Streik-Susis



Aufgehetzt durch eine merkwürdig schräglagige Medienlandschaft keift Deutschland sich durch verkehrsstillgelegte Tage. Während die notorischen Kommentarspaltennörgler gerne von "Entschleunigung" reden, war dann gleich soviel davon auch wieder nicht recht. Der Bahnstreik setze nicht etwa ein Zeichen gegen Neoliberalisierung und für Arbeitnehmerrechte, sondern gefährde "meine Fernbeziehung" ist zu lesen oder "die Reisefreiheit am 9. November", denn den Knüppel für eigene billige Anliegen wie "Paaaaaarty in Bääääärlin" kann man ja nicht groß genug wählen.

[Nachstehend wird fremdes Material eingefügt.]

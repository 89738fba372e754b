//! Shared registry of per-client windows.

use std::time::Duration;

use dashmap::DashMap;

use super::window::ClientWindow;

/// The shared collection of all client windows, keyed by client identifier.
///
/// Access is synchronized per key: holding a map entry gives exclusive
/// access to that client's window without serializing unrelated clients.
pub struct WindowRegistry {
    /// Client windows indexed by client identifier
    windows: DashMap<String, ClientWindow>,
}

impl WindowRegistry {
    /// Create an empty registry.
    pub fn new() -> Self {
        Self {
            windows: DashMap::new(),
        }
    }

    /// Run `f` with exclusive access to the identified client's window,
    /// creating an empty window for a previously-unseen client.
    ///
    /// The whole closure executes under the entry lock, so a
    /// prune+count+record sequence for one client is linearizable.
    pub fn with_window<T>(&self, client_id: &str, f: impl FnOnce(&mut ClientWindow) -> T) -> T {
        let mut entry = self.windows.entry(client_id.to_string()).or_default();
        f(entry.value_mut())
    }

    /// Prune the identified client's window against `now` and return the
    /// number of timestamps remaining.
    pub fn prune_and_count(&self, client_id: &str, now: Duration, window: Duration) -> u64 {
        self.with_window(client_id, |w| w.prune_and_count(now, window))
    }

    /// Append `now` to the identified client's window.
    pub fn record(&self, client_id: &str, now: Duration) {
        self.with_window(client_id, |w| w.record(now));
    }

    /// Number of tracked client identifiers, including clients whose
    /// window has fully pruned to empty.
    ///
    /// Entries are never evicted for the process lifetime.
    /// TODO: evict entries whose window has been empty for longer than
    /// a retention horizon, once one is agreed on.
    pub fn tracked_clients(&self) -> usize {
        self.windows.len()
    }
}

impl Default for WindowRegistry {
    fn default() -> Self {
        Self::new()
    }
}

Was fällt dieser Kleingewerkschaft auch ein? Kann die nicht gefälligst eine e-Petition starten für ihr Anliegen, so wie das normale Menschen heutzutage tun? Vorneweg diejenigen, die sich rühmen, in Jugendjahren jeden Morgen sechs Kilometer zur Schule GELAUFEN zu sein, barfuß, durch den Schnee. Man entsolidarisiert sich weiter, eine ehemalige arbeiternahe Volkspartei will das Streikrecht nun neu gesetzlich regeln. Beifall von denen, die noch Arbeit haben und nicht bis Morgen denken.

Bill Morrisons Film über die britischen Minenarbeiter und ihre Gewerkschaften zeigt ein vergessenes Kapitel Industriegeschichte. Ein nostalgischer, sepiagetränkter Rücklick auf die später von Thatcher zerknüppelte Gewerkschaftsbewegung und die zahlreichen ("Brassed Off!") Blaskapellen im englischen Norden (hier ersetzt durch den wunderbaren Soundtrack von Jóhann Jóhannsson), die Traditionen und das, was wir belustigt Solidarität nennen. Was bitter fehlt, heute, wo wir alle die Helden unserer eigenen Geschichte sind, unsere eigenen Autoren, Vorgesetzten und Selbstversicherer, -optimierer und -manager.

Da ist etwas abhanden gekommen.

("The Miner's Hymns". Regie: Bill Morrison. GB 2010.)

Tentakel | 11:13h, von kid37 | Kondolieren | Link

 
nuss - Freitag, 7. November 2014, 12:40
Ja! Mehr Bildung, dachte ich, Bildung, mit Ausrufezeichen, als die sehr gesprächige Dame neben mir im Zug sich mit dem sehr gesprächigen Herr gegenüber darüber unterhielt, dass sie sich das so nicht vorgestellt hatte, eine Stunde früher heim vom Shopping-Wochenende mit der Tochter in Berlin, wo die Tickets doch so teuer sind und die Zugführer ja wohl mehr als den Mindestlohn verdienen würden, und dann: "Das ist ja richtig Erpressung - das macht einem Angst!" Ich fand das auch beängstigend.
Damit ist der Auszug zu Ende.